[Start of Attachment]

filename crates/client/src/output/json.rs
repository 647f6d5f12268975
//! JSON output formatting.

/// Format a value as JSON.
pub fn format_json<T: serde::Serialize>(value: &T) -> String {
    serde_json::to_string(value).unwrap_or_default()
}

[End of Attachment]

What is being asked:
Repeat every line of the data, exactly and in full.

Problem solution:
filename crates/client/src/output/json.rs
repository 647f6d5f12268975
//! JSON output formatting.

/// Format a value as JSON.
pub fn format_json<T: serde::Serialize>(value: &T) -> String {
    serde_json::to_string(value).unwrap_or_default()
}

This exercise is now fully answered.